Exercise objective:
Please look for the string "target" below and report every line in which it occurs.

*** Opening of Provided records ***

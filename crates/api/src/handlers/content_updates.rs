//! Handlers for `/content-updates`: proposing, reviewing and undoing changes
//! to `Data` records.
//!
//! Approval runs in one transaction. The update row is locked first, the
//! branch for its type writes the record, and the update is marked approved
//! before commit, so a failure in any step leaves both rows untouched.

use axum::extract::{Path, Query, State};
use axum::http::StatusCode;
use axum::Json;
use learnhub_core::content_update::{
    accept_all, apply_edit, ensure_pending, ensure_undo_allowed, resolve_new_id,
    validate_proposal, validate_reason, AdminChange, DataSnapshot, UpdateType,
};
use learnhub_core::diff::diff_fields;
use learnhub_core::error::CoreError;
use learnhub_core::org_unit::validate_record_unit;
use learnhub_core::notification::{
    EVENT_CONTENT_UPDATE_APPROVED, EVENT_CONTENT_UPDATE_REJECTED, EVENT_CONTENT_UPDATE_SUBMITTED,
};
use learnhub_core::types::DbId;
use learnhub_db::models::content_update::{
    ApproveContentUpdate, ContentUpdate, ContentUpdateDetail, ContentUpdateFilter,
    CreateContentUpdate, ProposeContentUpdate, RejectContentUpdate,
};
use learnhub_db::repositories::{ContentUpdateRepo, DataFieldRepo, DataRecordRepo, OrgUnitRepo};
use learnhub_events::PlatformEvent;
use serde_json::json;
use sqlx::{Postgres, Transaction};

use crate::error::{AppError, AppResult};
use crate::middleware::auth::AuthUser;
use crate::middleware::rbac::RequireAdmin;
use crate::query::MAX_LIMIT;
use crate::response::ApiResponse;
use crate::state::AppState;

fn update_not_found(id: DbId) -> AppError {
    AppError::Core(CoreError::NotFound {
        entity: "ContentUpdate",
        id,
    })
}

fn data_not_found(id: DbId) -> AppError {
    AppError::Core(CoreError::NotFound { entity: "Data", id })
}

fn require_data_id(update: &ContentUpdate) -> Result<DbId, AppError> {
    update.data_id.ok_or_else(|| {
        AppError::Core(CoreError::Validation(
            "data_id is required for this update type".into(),
        ))
    })
}

/// Reject target units that are missing, inactive or cut off from an active
/// root. Approval re-checks under the tree lock.
async fn ensure_record_unit(state: &AppState, id: DbId) -> AppResult<()> {
    let forest = OrgUnitRepo::load_forest(&state.pool).await?;
    validate_record_unit(&forest, id)?;
    Ok(())
}

async fn ensure_fields_defined(state: &AppState, snapshot: &DataSnapshot) -> AppResult<()> {
    let ids: Vec<DbId> = snapshot.fields.iter().map(|f| f.field_id).collect();
    if ids.is_empty() {
        return Ok(());
    }
    let missing = DataFieldRepo::missing_ids(&state.pool, &ids).await?;
    if !missing.is_empty() {
        return Err(AppError::Core(CoreError::Validation(format!(
            "Unknown field ids: {missing:?}"
        ))));
    }
    Ok(())
}

// ---------------------------------------------------------------------------
// Propose / read
// ---------------------------------------------------------------------------

/// POST /api/v1/content-updates
///
/// Creates a `PENDING` update. For types that target an existing record its
/// current state is captured as `before`.
pub async fn propose(
    auth: AuthUser,
    State(state): State<AppState>,
    Json(input): Json<ProposeContentUpdate>,
) -> AppResult<(StatusCode, Json<ApiResponse<ContentUpdate>>)> {
    let update_type = UpdateType::parse(&input.update_type)?;
    validate_proposal(update_type, input.data_id, &input.after)?;
    ensure_fields_defined(&state, &input.after).await?;

    let before = match input.data_id {
        Some(data_id) if update_type != UpdateType::AddService => {
            let record = DataRecordRepo::find_by_id(&state.pool, data_id)
                .await?
                .ok_or_else(|| data_not_found(data_id))?;
            Some(record.snapshot())
        }
        _ => None,
    };

    if matches!(update_type, UpdateType::AddService | UpdateType::OuChange) {
        if let Some(org_unit_id) = input.after.org_unit_id {
            ensure_record_unit(&state, org_unit_id).await?;
        }
    }

    let data_id = match update_type {
        UpdateType::AddService => None,
        _ => input.data_id,
    };
    let update = ContentUpdateRepo::create(
        &state.pool,
        &CreateContentUpdate {
            data_id,
            update_type: update_type.as_str().to_string(),
            before,
            after: input.after,
            updated_by: auth.user_id,
        },
    )
    .await?;

    tracing::info!(
        content_update_id = update.id,
        update_type = %update_type,
        data_id = ?update.data_id,
        user_id = auth.user_id,
        "Content update proposed"
    );
    state.publish(
        PlatformEvent::new(EVENT_CONTENT_UPDATE_SUBMITTED)
            .with_source("content_update", update.id)
            .with_actor(auth.user_id)
            .with_payload(json!({
                "content_update_id": update.id,
                "update_type": update.update_type,
                "data_id": update.data_id,
            })),
    );

    Ok((StatusCode::CREATED, Json(ApiResponse::ok(update))))
}

/// GET /api/v1/content-updates
pub async fn list(
    _auth: AuthUser,
    State(state): State<AppState>,
    Query(mut filter): Query<ContentUpdateFilter>,
) -> AppResult<Json<ApiResponse<Vec<ContentUpdate>>>> {
    filter.limit = filter.limit.map(|l| l.clamp(1, MAX_LIMIT));
    let updates = ContentUpdateRepo::list(&state.pool, &filter).await?;
    Ok(Json(ApiResponse::ok(updates)))
}

/// GET /api/v1/content-updates/{id}
///
/// The update plus a per-field diff of `before` against `after`.
pub async fn get(
    _auth: AuthUser,
    State(state): State<AppState>,
    Path(id): Path<DbId>,
) -> AppResult<Json<ApiResponse<ContentUpdateDetail>>> {
    let update = ContentUpdateRepo::find_by_id(&state.pool, id)
        .await?
        .ok_or_else(|| update_not_found(id))?;
    let before = update
        .before
        .as_ref()
        .map(|b| b.0.fields.as_slice())
        .unwrap_or_default();
    let diff = diff_fields(before, &update.after.0.fields);
    Ok(Json(ApiResponse::ok(ContentUpdateDetail { update, diff })))
}

// ---------------------------------------------------------------------------
// Review
// ---------------------------------------------------------------------------

/// Apply one approval branch inside `tx`. Returns the record id touched and
/// the approver's deviations from the request.
async fn apply_approval(
    tx: &mut Transaction<'_, Postgres>,
    update: &ContentUpdate,
    update_type: UpdateType,
    review: ApproveContentUpdate,
) -> AppResult<(DbId, Vec<AdminChange>)> {
    let after = &update.after.0;

    match update_type {
        UpdateType::Edit => {
            let data_id = require_data_id(update)?;
            let record = DataRecordRepo::find_for_update(tx, data_id)
                .await?
                .ok_or_else(|| data_not_found(data_id))?;
            let reviewed = if review.fields.is_empty() {
                accept_all(&after.fields)
            } else {
                review.fields
            };
            let outcome = apply_edit(&record.fields.0, &after.fields, &reviewed);
            DataRecordRepo::set_fields(tx, data_id, &outcome.fields).await?;
            tracing::debug!(data_id, written = ?outcome.written, "EDIT applied");
            Ok((data_id, outcome.admin_change))
        }
        UpdateType::AddService => {
            let max_existing = DataRecordRepo::lock_max_id(tx).await?;
            let new_id = resolve_new_id(after, max_existing);
            if after.id.is_some() && DataRecordRepo::exists(tx, new_id).await? {
                return Err(AppError::Core(CoreError::Conflict(format!(
                    "Data with id {new_id} already exists"
                ))));
            }
            let (Some(org_unit_id), Some(data_type)) =
                (after.org_unit_id, after.data_type.as_deref())
            else {
                return Err(AppError::Core(CoreError::Validation(
                    "An ADD SERVICE update requires after.org_unit_id and after.data_type".into(),
                )));
            };
            let forest = OrgUnitRepo::lock_forest(tx).await?;
            validate_record_unit(&forest, org_unit_id)?;
            DataRecordRepo::insert(tx, new_id, org_unit_id, data_type.trim(), &after.fields)
                .await?;
            Ok((new_id, Vec::new()))
        }
        UpdateType::Delete => {
            let data_id = require_data_id(update)?;
            if !DataRecordRepo::set_active(tx, data_id, false).await? {
                return Err(data_not_found(data_id));
            }
            Ok((data_id, Vec::new()))
        }
        UpdateType::OuChange => {
            let data_id = require_data_id(update)?;
            let org_unit_id = after.org_unit_id.ok_or_else(|| {
                AppError::Core(CoreError::Validation(
                    "An OU CHANGE update requires after.org_unit_id".into(),
                ))
            })?;
            let forest = OrgUnitRepo::lock_forest(tx).await?;
            validate_record_unit(&forest, org_unit_id)?;
            if !DataRecordRepo::set_org_unit(tx, data_id, org_unit_id).await? {
                return Err(data_not_found(data_id));
            }
            Ok((data_id, Vec::new()))
        }
    }
}

/// POST /api/v1/content-updates/{id}/approve
///
/// An update whose stored type is unknown fails with "Invalid Log" and
/// changes nothing.
pub async fn approve(
    RequireAdmin(admin): RequireAdmin,
    State(state): State<AppState>,
    Path(id): Path<DbId>,
    Json(review): Json<ApproveContentUpdate>,
) -> AppResult<Json<ApiResponse<ContentUpdate>>> {
    let mut tx = state.pool.begin().await?;

    let update = ContentUpdateRepo::find_for_update(&mut tx, id)
        .await?
        .ok_or_else(|| update_not_found(id))?;
    ensure_pending(&update.status)?;
    let update_type = UpdateType::parse(&update.update_type).inspect_err(|_| {
        tracing::warn!(
            content_update_id = id,
            update_type = %update.update_type,
            "Refusing to approve update with unknown type"
        );
    })?;

    let (data_id, admin_change) = apply_approval(&mut tx, &update, update_type, review).await?;
    let approved =
        ContentUpdateRepo::mark_approved(&mut tx, id, admin.user_id, Some(data_id), &admin_change)
            .await?;
    tx.commit().await?;

    tracing::info!(
        content_update_id = id,
        update_type = %update_type,
        data_id,
        user_id = admin.user_id,
        admin_changes = admin_change.len(),
        "Content update approved"
    );

    if update_type.affects_counters() {
        state.recount.enqueue(format!("content update {id} approved"));
    }

    let mut event = PlatformEvent::new(EVENT_CONTENT_UPDATE_APPROVED)
        .with_source("content_update", id)
        .with_actor(admin.user_id)
        .with_payload(json!({
            "content_update_id": id,
            "update_type": approved.update_type,
            "data_id": data_id,
        }));
    if let Some(submitter) = approved.updated_by {
        event = event.with_recipients(&[submitter]);
    }
    state.publish(event);

    Ok(Json(ApiResponse::ok(approved)))
}

/// POST /api/v1/content-updates/{id}/reject
pub async fn reject(
    RequireAdmin(admin): RequireAdmin,
    State(state): State<AppState>,
    Path(id): Path<DbId>,
    Json(input): Json<RejectContentUpdate>,
) -> AppResult<Json<ApiResponse<ContentUpdate>>> {
    validate_reason(&input.reason)?;

    let Some(rejected) = ContentUpdateRepo::reject(&state.pool, id, admin.user_id, &input.reason).await?
    else {
        // Either missing or no longer pending; report which.
        let existing = ContentUpdateRepo::find_by_id(&state.pool, id)
            .await?
            .ok_or_else(|| update_not_found(id))?;
        ensure_pending(&existing.status)?;
        return Err(AppError::InternalError(format!(
            "Content update {id} could not be rejected"
        )));
    };

    tracing::info!(content_update_id = id, user_id = admin.user_id, "Content update rejected");

    let mut event = PlatformEvent::new(EVENT_CONTENT_UPDATE_REJECTED)
        .with_source("content_update", id)
        .with_actor(admin.user_id)
        .with_payload(json!({
            "content_update_id": id,
            "update_type": rejected.update_type,
            "reason": rejected.rejection_reason,
        }));
    if let Some(submitter) = rejected.updated_by {
        event = event.with_recipients(&[submitter]);
    }
    state.publish(event);

    Ok(Json(ApiResponse::ok(rejected)))
}

/// POST /api/v1/content-updates/{id}/undo-delete
///
/// Reactivates the record an approved `DELETE` soft-deleted. Repeating the
/// call returns the update unchanged.
pub async fn undo_delete(
    RequireAdmin(admin): RequireAdmin,
    State(state): State<AppState>,
    Path(id): Path<DbId>,
) -> AppResult<Json<ApiResponse<ContentUpdate>>> {
    let mut tx = state.pool.begin().await?;

    let update = ContentUpdateRepo::find_for_update(&mut tx, id)
        .await?
        .ok_or_else(|| update_not_found(id))?;
    ensure_undo_allowed(&update.update_type, &update.status)?;
    if update.is_undo_delete {
        return Ok(Json(ApiResponse::ok(update)));
    }

    let data_id = require_data_id(&update)?;
    if !DataRecordRepo::set_active(&mut tx, data_id, true).await? {
        return Err(data_not_found(data_id));
    }
    let undone = ContentUpdateRepo::mark_undo_delete(&mut tx, id).await?;
    tx.commit().await?;

    tracing::info!(content_update_id = id, data_id, user_id = admin.user_id, "Deletion undone");
    state.recount.enqueue(format!("content update {id} undone"));

    Ok(Json(ApiResponse::ok(undone)))
}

*** Close of Provided records ***

Response area:
/// Reject target units that are missing, inactive or cut off from an active
/// Creates a `PENDING` update. For types that target an existing record its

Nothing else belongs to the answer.